What the task requires: Please find every line of the listing below where "Consumers" occurs and copy it.

(Extracted entries)

// bayview-api: Async client for the machine status server (REST snapshot + Socket.IO push)

pub mod client;
pub mod error;
pub mod models;
pub mod socketio;
pub mod transport;
pub mod websocket;

pub use client::MachinesClient;
pub use error::Error;
pub use models::{MachineRecord, ProbeRecord, ProbeResults};
pub use transport::{TlsMode, TransportConfig};
pub use websocket::{PushEvent, ReconnectConfig, StatusStream};
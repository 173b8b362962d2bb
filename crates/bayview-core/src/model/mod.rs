// ── Domain model ──
//
// Canonical representation of machines and the switches inferred from them.
// Consumers (the TUI, tests) depend on these types, never on wire records.

pub mod machine;
pub mod switch;

pub use machine::{
    Endpoint, Machine, Placement, Probe, Probes, StatusColor, UNKNOWN_SECTION, parse_column,
};
pub use switch::{MAIN_SWITCH_BAY, MAIN_SWITCH_COLUMN, Switch, SwitchId, SwitchInfo};
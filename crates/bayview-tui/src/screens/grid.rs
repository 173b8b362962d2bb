//! Grid screen: every visible section as a bay × column canvas.
//!
//! Sections are stacked vertically, each under a one-line header. The
//! canvas maps one layout unit to one terminal cell, so layout rectangles
//! double as mouse hit boxes.

use std::cell::Cell;
use std::sync::Arc;

use color_eyre::eyre::Result;
use crossterm::event::{KeyCode, KeyEvent, MouseButton, MouseEvent, MouseEventKind};
use ratatui::Frame;
use ratatui::layout::{Position, Rect};
use ratatui::style::Style;
use ratatui::text::{Line, Span};
use ratatui::widgets::canvas::{Canvas, Context, Line as CanvasLine, Rectangle};
use ratatui::widgets::{Block, BorderType, Borders, Paragraph};

use bayview_core::geometry::{self, MachineBox};
use bayview_core::{
    Grid, GridMetrics, MAX_COLUMNS, Machine, SectionLayout, SectionRoute, Snapshot,
    infer_switches,
};

use crate::action::Action;
use crate::component::Component;
use crate::theme;

const SECTION_GAP: u32 = 1;
const PAN_STEP_X: u32 = 4;
const PAN_STEP_Y: u32 = 2;

struct PlacedSection {
    layout: SectionLayout,
    /// Row of the section header.
    top: u32,
    machine_count: usize,
    off_grid: usize,
}

impl PlacedSection {
    /// First row of the layout, just below the header.
    fn origin(&self) -> u32 {
        self.top + 1
    }
}

pub struct GridScreen {
    focused: bool,
    machines: Snapshot,
    route: SectionRoute,
    metrics: GridMetrics,
    /// Every section name in the snapshot, in grid order.
    sections: Vec<String>,
    placed: Vec<PlacedSection>,
    content_width: u32,
    content_height: u32,
    /// Index into the machine boxes of `placed`, in layout order.
    cursor: Option<usize>,
    pan_x: u32,
    pan_y: u32,
    show_connectors: bool,
    /// Canvas area of the last frame, for hit-testing and scrolling.
    viewport: Cell<Rect>,
}
//! Sections screen: machines grouped by section, one filter per section.

use std::cell::Cell;
use std::sync::Arc;

use color_eyre::eyre::Result;
use crossterm::event::{KeyCode, KeyEvent, MouseButton, MouseEvent, MouseEventKind};
use ratatui::Frame;
use ratatui::layout::{Position, Rect};
use ratatui::style::{Modifier, Style};
use ratatui::text::{Line, Span};
use ratatui::widgets::{Block, BorderType, Borders, Paragraph};

use bayview_core::grouping::select_groups;
use bayview_core::{
    Endpoint, Machine, SectionFilters, SectionGroup, SectionRoute, Snapshot, group_by_section,
    overall_color,
};

use crate::action::Action;
use crate::component::Component;
use crate::theme;
use crate::widgets::status_dot::status_span;

const NAME_WIDTH: usize = 22;
const ADDR_WIDTH: usize = 17;

/// One rendered line, in display order.
#[derive(Debug, Clone, Copy, PartialEq, Eq)]
enum Row {
    Header { group: usize },
    Filter { group: usize },
    Machine { group: usize, index: usize },
    NoMatches,
    Blank,
}

pub struct SectionsScreen {
    focused: bool,
    machines: Snapshot,
    route: SectionRoute,
    groups: Vec<SectionGroup>,
    filters: SectionFilters,
    /// Focused group, as an index into the visible groups.
    focus: usize,
    /// 0 is the section header, `n` the n-th filtered machine.
    row: usize,
    editing: bool,
    viewport: Cell<Rect>,
}

impl SectionsScreen {
    pub fn new(route: SectionRoute) -> Self {
        Self {
            focused: false,
            machines: Arc::new(Vec::new()),
            route,
            groups: Vec::new(),
            filters: SectionFilters::new(),
            focus: 0,
            row: 0,
            editing: false,
            viewport: Cell::new(Rect::default()),
        }
    }

    fn visible(&self) -> Vec<&SectionGroup> {
        select_groups(&self.groups, self.route.selected()).collect()
    }

    fn focused_group(&self) -> Option<&SectionGroup> {
        self.visible().get(self.focus).copied()
    }

    fn focused_section(&self) -> Option<String> {
        self.focused_group().map(|g| g.section.clone())
    }

    fn filtered_len(&self) -> usize {
        self.focused_group()
            .map_or(0, |g| self.filters.apply(g).len())
    }

    /// Keep focus and row inside the current data.
    fn clamp(&mut self) {
        let groups = self.visible().len();
        self.focus = self.focus.min(groups.saturating_sub(1));
        self.row = self.row.min(self.filtered_len());
    }

    fn rows(&self) -> Vec<Row> {
        let mut rows = Vec::new();
        for (gi, group) in self.visible().into_iter().enumerate() {
            if gi > 0 {
                rows.push(Row::Blank);
            }
            rows.push(Row::Header { group: gi });
            if !self.filters.query(&group.section).is_empty() || (self.editing && gi == self.focus)
            {
                rows.push(Row::Filter { group: gi });
            }
            let matched = self.filters.apply(group).len();
            if matched == 0 {
                rows.push(Row::NoMatches);
            }
            rows.extend((0..matched).map(|index| Row::Machine { group: gi, index }));
        }
        rows
    }

    fn selected_row(&self) -> Row {
        if self.row == 0 {
            Row::Header { group: self.focus }
        } else {
            Row::Machine {
                group: self.focus,
                index: self.row - 1,
            }
        }
    }

    /// First line to draw so the selected line stays on screen.
    fn scroll_for(rows: &[Row], selected: Row, height: usize) -> usize {
        let line = rows.iter().position(|r| *r == selected).unwrap_or(0);
        if height == 0 {
            0
        } else {
            (line + 1).saturating_sub(height)
        }
    }

    fn machine(&self, group: usize, index: usize) -> Option<Arc<Machine>> {
        let visible = self.visible();
        let group = visible.get(group)?;
        self.filters.apply(group).get(index).map(|&m| Arc::clone(m))
    }

    fn activate(&self) -> Option<Action> {
        match self.selected_row() {
            Row::Header { group } => self
                .visible()
                .get(group)
                .map(|g| Action::SelectSection(SectionRoute::section(g.section.clone()))),
            Row::Machine { group, index } => self.machine(group, index).map(Action::OpenDetail),
            _ => None,
        }
    }

    fn move_focus(&mut self, forward: bool) {
        let len = self.visible().len();
        if len == 0 {
            return;
        }
        self.focus = if forward {
            (self.focus + 1) % len
        } else {
            (self.focus + len - 1) % len
        };
        self.row = 0;
    }

    fn handle_edit_key(&mut self, key: KeyEvent) {
        let Some(section) = self.focused_section() else {
            self.editing = false;
            return;
        };
        match key.code {
            KeyCode::Char(c) => self.filters.push(&section, c),
            KeyCode::Backspace => self.filters.pop(&section),
            KeyCode::Esc => {
                self.filters.clear(&section);
                self.editing = false;
            }
            KeyCode::Enter => self.editing = false,
            _ => {}
        }
        self.row = 0;
        self.clamp();
    }

    fn row_line(&self, row: Row, selected: bool, width: usize) -> Line<'static> {
        let visible = self.visible();
        let line = match row {
            Row::Header { group } => {
                let Some(g) = visible.get(group) else {
                    return Line::from("");
                };
                let shown = self.filters.apply(g).len();
                let marker = if group == self.focus { "▸ " } else { "  " };
                let count = if shown == g.machines.len() {
                    format!("  ({})", g.machines.len())
                } else {
                    format!("  ({shown} of {})", g.machines.len())
                };
                Line::from(vec![
                    Span::styled(marker, theme::border_focused()),
                    Span::styled(g.section.clone(), theme::section_header()),
                    Span::styled(count, theme::key_hint()),
                ])
            }
            Row::Filter { group } => {
                let query = visible
                    .get(group)
                    .map(|g| self.filters.query(&g.section).to_owned())
                    .unwrap_or_default();
                let mut spans = vec![
                    Span::styled("    / ", Style::default().fg(theme::ELECTRIC_PURPLE)),
                    Span::styled(query, Style::default().fg(theme::NEON_CYAN)),
                ];
                if self.editing && group == self.focus {
                    spans.push(Span::styled("█", Style::default().fg(theme::NEON_CYAN)));
                }
                Line::from(spans)
            }
            Row::Machine { group, index } => {
                let Some(m) = self.machine(group, index) else {
                    return Line::from("");
                };
                let address = |e: Endpoint| {
                    let value = m.declared(e).or(m.probes.ip_of(e)).unwrap_or("-");
                    Span::styled(format!("{value:<ADDR_WIDTH$}"), theme::table_row())
                };
                Line::from(vec![
                    Span::raw("    "),
                    status_span(overall_color(&m)),
                    Span::styled(format!(" {:<NAME_WIDTH$}", m.name), theme::table_row()),
                    address(Endpoint::Ip),
                    address(Endpoint::Gateway),
                    address(Endpoint::KioskPc),
                ])
            }
            Row::NoMatches => Line::from(Span::styled("    no matching machines", theme::key_hint())),
            Row::Blank => Line::from(""),
        };

        if selected {
            let pad = width.saturating_sub(line.width());
            let mut line = line.patch_style(theme::table_selected());
            line.spans.push(Span::styled(" ".repeat(pad), theme::table_selected()));
            line
        } else {
            line
        }
    }
}

impl Component for SectionsScreen {
    fn handle_key_event(&mut self, key: KeyEvent) -> Result<Option<Action>> {
        if self.editing {
            self.handle_edit_key(key);
            return Ok(None);
        }

        match key.code {
            KeyCode::Char('j') | KeyCode::Down => {
                self.row = (self.row + 1).min(self.filtered_len());
            }
            KeyCode::Char('k') | KeyCode::Up => self.row = self.row.saturating_sub(1),
            KeyCode::Char(']') => self.move_focus(true),
            KeyCode::Char('[') => self.move_focus(false),
            KeyCode::Char('g') | KeyCode::Home => self.row = 0,
            KeyCode::Char('G') | KeyCode::End => self.row = self.filtered_len(),
            KeyCode::Char('/') => {
                if self.focused_group().is_some() {
                    self.editing = true;
                }
            }
            KeyCode::Esc => {
                if let Some(section) = self.focused_section() {
                    self.filters.clear(&section);
                    self.clamp();
                }
            }
            KeyCode::Char('a') => return Ok(Some(Action::SelectSection(SectionRoute::all()))),
            KeyCode::Enter => return Ok(self.activate()),
            _ => {}
        }
        Ok(None)
    }

    fn handle_mouse_event(&mut self, mouse: MouseEvent) -> Result<Option<Action>> {
        let vp = self.viewport.get();
        match mouse.kind {
            MouseEventKind::Down(MouseButton::Left) if vp.contains(Position::new(mouse.column, mouse.row)) => {
                // The first line is the column heading.
                let Some(offset) = (mouse.row - vp.y).checked_sub(1) else {
                    return Ok(None);
                };
                let rows = self.rows();
                let height = usize::from(vp.height.saturating_sub(1));
                let scroll = Self::scroll_for(&rows, self.selected_row(), height);
                match rows.get(scroll + usize::from(offset)).copied() {
                    Some(Row::Header { group }) => {
                        self.focus = group;
                        self.row = 0;
                    }
                    Some(Row::Machine { group, index }) => {
                        self.focus = group;
                        self.row = index + 1;
                        return Ok(self.machine(group, index).map(Action::OpenDetail));
                    }
                    _ => {}
                }
            }
            MouseEventKind::ScrollDown => self.row = (self.row + 1).min(self.filtered_len()),
            MouseEventKind::ScrollUp => self.row = self.row.saturating_sub(1),
            _ => {}
        }
        Ok(None)
    }

    fn update(&mut self, action: &Action) -> Result<Option<Action>> {
        match action {
            Action::MachinesUpdated(machines) => {
                self.machines = Arc::clone(machines);
                self.groups = group_by_section(&self.machines);
                self.clamp();
            }
            Action::SelectSection(route) => {
                self.route = route.clone();
                self.focus = 0;
                self.row = 0;
                self.editing = false;
                self.clamp();
            }
            _ => {}
        }
        Ok(None)
    }

    fn render(&self, frame: &mut Frame, area: Rect) {
        let title = format!(
            " Sections  ·  {} sections  ·  {} machines ",
            self.groups.len(),
            self.machines.len()
        );
        let block = Block::default()
            .title(title)
            .title_style(theme::title_style())
            .borders(Borders::ALL)
            .border_type(BorderType::Rounded)
            .border_style(if self.focused {
                theme::border_focused()
            } else {
                theme::border_default()
            });
        let inner = block.inner(area);
        frame.render_widget(block, area);

        let content_area = Rect {
            height: inner.height.saturating_sub(1),
            ..inner
        };
        let hints_area = Rect {
            y: inner.y + inner.height.saturating_sub(1),
            height: 1.min(inner.height),
            ..inner
        };
        self.viewport.set(content_area);

        if self.groups.is_empty() {
            frame.render_widget(
                Paragraph::new(Span::styled(" Waiting for machine status…", theme::key_hint())),
                content_area,
            );
        } else if self.visible().is_empty() {
            let name = self.route.selected().unwrap_or_default();
            frame.render_widget(
                Paragraph::new(Span::styled(
                    format!(" No machines in section '{name}'  (a shows all)"),
                    theme::key_hint(),
                )),
                content_area,
            );
        } else {
            let rows = self.rows();
            let selected = self.selected_row();
            let height = usize::from(content_area.height.saturating_sub(1));
            let width = usize::from(content_area.width);
            let scroll = Self::scroll_for(&rows, selected, height);

            let mut lines = vec![
                Line::from(vec![
                    Span::raw(format!("      {:<NAME_WIDTH$}", "Machine")),
                    Span::raw(format!("{:<ADDR_WIDTH$}", Endpoint::Ip.to_string())),
                    Span::raw(format!("{:<ADDR_WIDTH$}", Endpoint::Gateway.to_string())),
                    Span::raw(Endpoint::KioskPc.to_string()),
                ])
                .style(Style::default().fg(theme::BORDER_GRAY).add_modifier(Modifier::ITALIC)),
            ];
            lines.extend(
                rows.iter()
                    .skip(scroll)
                    .take(height)
                    .map(|&row| self.row_line(row, row == selected, width)),
            );
            frame.render_widget(Paragraph::new(lines), content_area);
        }

        let hints = if self.editing {
            Line::from(vec![
                Span::styled("  type ", theme::key_hint_key()),
                Span::styled("to filter  ", theme::key_hint()),
                Span::styled("Enter ", theme::key_hint_key()),
                Span::styled("keep  ", theme::key_hint()),
                Span::styled("Esc ", theme::key_hint_key()),
                Span::styled("clear", theme::key_hint()),
            ])
        } else {
            Line::from(vec![
                Span::styled("  j/k ", theme::key_hint_key()),
                Span::styled("move  ", theme::key_hint()),
                Span::styled("[ ] ", theme::key_hint_key()),
                Span::styled("section  ", theme::key_hint()),
                Span::styled("/ ", theme::key_hint_key()),
                Span::styled("filter  ", theme::key_hint()),
                Span::styled("Enter ", theme::key_hint_key()),
                Span::styled("open  ", theme::key_hint()),
                Span::styled("a ", theme::key_hint_key()),
                Span::styled("all", theme::key_hint()),
            ])
        };
        frame.render_widget(Paragraph::new(hints), hints_area);
    }

    fn captures_input(&self) -> bool {
        self.editing
    }

    fn set_focused(&mut self, focused: bool) {
        self.focused = focused;
    }

    fn id(&self) -> &'static str {
        "Sections"
    }
}
// ── Core error types ──
//
// User-facing errors from bayview-core. Consumers never match on HTTP
// status codes or frame parse failures directly; the
// `From<bayview_api::Error>` impl folds transport errors into these.

use thiserror::Error;

/// Unified error type for the core crate.
#[derive(Debug, Error)]
pub enum CoreError {
    // ── Connection errors ────────────────────────────────────────────
    #[error("Cannot reach status server at {url}: {reason}")]
    ConnectionFailed { url: String, reason: String },

    #[error("Status server disconnected")]
    Disconnected,

    #[error("Status server timed out after {timeout_secs}s")]
    Timeout { timeout_secs: u64 },

    #[error("Push channel error: {message}")]
    PushChannel { message: String },

    // ── API errors (wrapped, not exposed raw) ────────────────────────
    #[error("Status server error: {message}")]
    Api {
        message: String,
        /// HTTP status code (if applicable).
        status: Option<u16>,
    },

    #[error("Unreadable machine list: {message}")]
    InvalidPayload { message: String },

    // ── Configuration errors ─────────────────────────────────────────
    #[error("Configuration error: {message}")]
    Config { message: String },
}

impl CoreError {
    /// Whether retrying later might succeed.
    pub fn is_transient(&self) -> bool {
        match self {
            Self::ConnectionFailed { .. }
            | Self::Disconnected
            | Self::Timeout { .. }
            | Self::PushChannel { .. } => true,
            Self::Api { status, .. } => status.is_some_and(|s| s >= 500),
            Self::InvalidPayload { .. } | Self::Config { .. } => false,
        }
    }
}

// ── Conversion from transport-layer errors ───────────────────────────

impl From<bayview_api::Error> for CoreError {
    fn from(err: bayview_api::Error) -> Self {
        use bayview_api::Error as Api;

        match err {
            Api::Transport(ref e) => {
                if e.is_timeout() {
                    Self::Timeout { timeout_secs: 0 }
                } else if e.is_connect() {
                    Self::ConnectionFailed {
                        url: e
                            .url()
                            .map_or_else(|| "<unknown>".into(), ToString::to_string),
                        reason: e.to_string(),
                    }
                } else {
                    Self::Api {
                        message: e.to_string(),
                        status: e.status().map(|s| s.as_u16()),
                    }
                }
            }
            Api::InvalidUrl(e) => Self::Config {
                message: format!("Invalid URL: {e}"),
            },
            Api::UnsupportedScheme(scheme) => Self::Config {
                message: format!("Unsupported URL scheme: {scheme}"),
            },
            Api::Timeout { timeout_secs } => Self::Timeout { timeout_secs },
            Api::Tls(msg) => Self::ConnectionFailed {
                url: String::new(),
                reason: format!("TLS error: {msg}"),
            },
            Api::Http { status, body } => Self::Api {
                message: if body.is_empty() {
                    format!("HTTP {status}")
                } else {
                    body
                },
                status: Some(status),
            },
            Api::WebSocketConnect(reason) => Self::PushChannel {
                message: format!("connection failed: {reason}"),
            },
            Api::WebSocketClosed { code, reason } => Self::PushChannel {
                message: format!("closed (code {code}): {reason}"),
            },
            Api::Protocol(message) => Self::PushChannel { message },
            Api::Deserialization { message, body: _ } => Self::InvalidPayload { message },
        }
    }
}
// ── API-to-domain type conversions ──
//
// Bridges raw `bayview_api` records into `bayview_core::model` types.
// The wire layer already collapsed falsy values to `None`; here colors are
// classified and strings trimmed of surrounding whitespace.

use bayview_api::models::{MachineRecord, ProbeRecord, ProbeResults};

use crate::model::{Machine, Probe, Probes, StatusColor};

fn clean(raw: Option<String>) -> Option<String> {
    raw.and_then(|s| {
        let trimmed = s.trim();
        if trimmed.is_empty() {
            None
        } else if trimmed.len() == s.len() {
            Some(s)
        } else {
            Some(trimmed.to_owned())
        }
    })
}

impl From<ProbeRecord> for Probe {
    fn from(raw: ProbeRecord) -> Self {
        Self {
            ip: clean(raw.ip),
            alive: raw.alive,
            ping_ms: raw.ping.filter(|p| p.is_finite()),
            color: raw.color.as_deref().map(StatusColor::from_wire),
        }
    }
}

impl From<ProbeResults> for Probes {
    fn from(raw: ProbeResults) -> Self {
        Self {
            ip: raw.ip.map(Probe::from),
            gateway: raw.gateway.map(Probe::from),
            kiosk_pc: raw.kiosk_pc.map(Probe::from),
        }
    }
}

impl From<MachineRecord> for Machine {
    fn from(raw: MachineRecord) -> Self {
        Self {
            name: raw.name,
            section: clean(raw.section),
            bay: clean(raw.bay),
            column: clean(raw.column),
            machine_row: clean(raw.machine_row),
            machine_column: clean(raw.machine_column),
            source_switch: clean(raw.source_switch),
            ip: clean(raw.ip),
            gateway: clean(raw.gateway),
            kiosk_pc: clean(raw.kiosk_pc),
            uplink: clean(raw.uplink),
            probes: Probes::from(raw.results),
        }
    }
}

/// Convert a whole wire snapshot, preserving order.
pub fn machines_from_records<I>(records: I) -> Vec<Machine>
where
    I: IntoIterator<Item = MachineRecord>,
{
    records.into_iter().map(Machine::from).collect()
}
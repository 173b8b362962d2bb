// ── Status color resolution ──

use crate::model::{Endpoint, Machine, StatusColor};

/// Overall health of a machine.
///
/// The first probe that reports a color wins, in the order machine IP,
/// gateway, kiosk PC. With no colored probe the machine counts as down.
pub fn overall_color(machine: &Machine) -> StatusColor {
    Endpoint::ALL
        .iter()
        .find_map(|&endpoint| machine.probes.get(endpoint).and_then(|p| p.color))
        .unwrap_or(StatusColor::Red)
}

/// Active iff the overall color is green.
pub fn is_active(machine: &Machine) -> bool {
    overall_color(machine).is_green()
}

/// Label shown in the detail view for the active/inactive state.
pub fn activity_label(machine: &Machine) -> &'static str {
    if is_active(machine) {
        "ACTIVE (Online)"
    } else {
        "INACTIVE (Offline)"
    }
}
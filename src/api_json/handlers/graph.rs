use actix_web::{HttpResponse, Responder, web};
use serde_json::json;
use tracing::debug;

use crate::algorithm::build_dependency_graph;
use crate::api_json::{parse_graph_request, resolve_snapshot};
use crate::catalog::{CatalogSnapshot, SnapshotKey};
use crate::models::GraphOutput;
use crate::server::AppState;

/// POST /generate_a_list (alias POST /api/graph)
/// Construye el grafo de prerequisitos de la carrera elegida marcando los
/// cursos ya aprobados. Respuesta: `{"nodes": [...], "edges": [...]}`.
pub async fn graph_handler(
    state: web::Data<AppState>,
    body: web::Json<serde_json::Value>,
) -> impl Responder {
    let req = match parse_graph_request(body.into_inner()) {
        Ok(r) => r,
        Err(e) => {
            debug!(error = %e, "rejected graph request");
            return HttpResponse::BadRequest().json(json!({"error": e.to_string()}));
        }
    };

    let snapshot = match resolve_snapshot(
        &state.store,
        state.config.default_snapshot.as_ref(),
        req.year.as_deref(),
        req.term.as_deref(),
    ) {
        Ok(Some(s)) => s,
        // periodo no cargado: se comporta como un catálogo vacío
        Ok(None) => std::sync::Arc::new(CatalogSnapshot::build(SnapshotKey::new("", ""), Vec::new())),
        Err(e) => return HttpResponse::BadRequest().json(json!({"error": e.to_string()})),
    };

    let selector = req.selected_major.as_deref().unwrap_or("");
    let taken = req.selected_courses.unwrap_or_default();
    let graph = build_dependency_graph(&snapshot, selector, taken.as_slice(), &state.config.label_separator);
    let out: GraphOutput = graph.to_output();
    HttpResponse::Ok().json(out)
}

(End Extracted entries)

Task answer:
// Consumers (the TUI, tests) depend on these types, never on wire records.
// User-facing errors from bayview-core. Consumers never match on HTTP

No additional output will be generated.